==== Supplied material ====
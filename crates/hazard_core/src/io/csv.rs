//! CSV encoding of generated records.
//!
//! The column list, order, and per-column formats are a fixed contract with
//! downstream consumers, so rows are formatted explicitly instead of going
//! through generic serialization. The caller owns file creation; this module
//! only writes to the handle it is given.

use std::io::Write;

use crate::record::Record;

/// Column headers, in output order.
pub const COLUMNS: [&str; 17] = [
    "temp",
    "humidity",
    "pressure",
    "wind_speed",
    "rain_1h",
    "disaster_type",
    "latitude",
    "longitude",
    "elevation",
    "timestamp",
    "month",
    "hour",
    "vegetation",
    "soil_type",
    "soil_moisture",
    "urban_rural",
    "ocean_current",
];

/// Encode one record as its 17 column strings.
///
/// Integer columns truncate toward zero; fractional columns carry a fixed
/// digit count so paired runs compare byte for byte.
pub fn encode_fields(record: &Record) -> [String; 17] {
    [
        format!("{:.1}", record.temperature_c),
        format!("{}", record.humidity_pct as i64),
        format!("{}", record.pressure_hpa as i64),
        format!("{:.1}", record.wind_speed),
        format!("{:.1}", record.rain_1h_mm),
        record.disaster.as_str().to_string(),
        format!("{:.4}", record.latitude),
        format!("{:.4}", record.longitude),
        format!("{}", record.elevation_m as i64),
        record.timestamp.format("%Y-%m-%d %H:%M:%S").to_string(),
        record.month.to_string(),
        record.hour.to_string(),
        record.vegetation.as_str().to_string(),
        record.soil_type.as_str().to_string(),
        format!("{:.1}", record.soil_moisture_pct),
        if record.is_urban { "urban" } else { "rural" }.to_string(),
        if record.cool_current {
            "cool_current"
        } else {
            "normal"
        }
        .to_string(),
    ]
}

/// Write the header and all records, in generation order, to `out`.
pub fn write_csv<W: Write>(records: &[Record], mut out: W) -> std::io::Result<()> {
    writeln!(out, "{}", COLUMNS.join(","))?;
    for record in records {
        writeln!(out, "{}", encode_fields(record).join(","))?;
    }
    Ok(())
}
====
◆ Instructions for the task ◆
Nothing should be left out: repeat all of the data exactly.

◆ Exercise response ◆
filename crates/hazard_core/src/io/csv.rs
//! CSV encoding of generated records.
//!
//! The column list, order, and per-column formats are a fixed contract with
//! downstream consumers, so rows are formatted explicitly instead of going
//! through generic serialization. The caller owns file creation; this module
//! only writes to the handle it is given.

use std::io::Write;

use crate::record::Record;

/// Column headers, in output order.
pub const COLUMNS: [&str; 17] = [
    "temp",
    "humidity",
    "pressure",
    "wind_speed",
    "rain_1h",
    "disaster_type",
    "latitude",
    "longitude",
    "elevation",
    "timestamp",
    "month",
    "hour",
    "vegetation",
    "soil_type",
    "soil_moisture",
    "urban_rural",
    "ocean_current",
];

/// Encode one record as its 17 column strings.
///
/// Integer columns truncate toward zero; fractional columns carry a fixed
/// digit count so paired runs compare byte for byte.
pub fn encode_fields(record: &Record) -> [String; 17] {
    [
        format!("{:.1}", record.temperature_c),
        format!("{}", record.humidity_pct as i64),
        format!("{}", record.pressure_hpa as i64),
        format!("{:.1}", record.wind_speed),
        format!("{:.1}", record.rain_1h_mm),
        record.disaster.as_str().to_string(),
        format!("{:.4}", record.latitude),
        format!("{:.4}", record.longitude),
        format!("{}", record.elevation_m as i64),
        record.timestamp.format("%Y-%m-%d %H:%M:%S").to_string(),
        record.month.to_string(),
        record.hour.to_string(),
        record.vegetation.as_str().to_string(),
        record.soil_type.as_str().to_string(),
        format!("{:.1}", record.soil_moisture_pct),
        if record.is_urban { "urban" } else { "rural" }.to_string(),
        if record.cool_current {
            "cool_current"
        } else {
            "normal"
        }
        .to_string(),
    ]
}

/// Write the header and all records, in generation order, to `out`.
pub fn write_csv<W: Write>(records: &[Record], mut out: W) -> std::io::Result<()> {
    writeln!(out, "{}", COLUMNS.join(","))?;
    for record in records {
        writeln!(out, "{}", encode_fields(record).join(","))?;
    }
    Ok(())
}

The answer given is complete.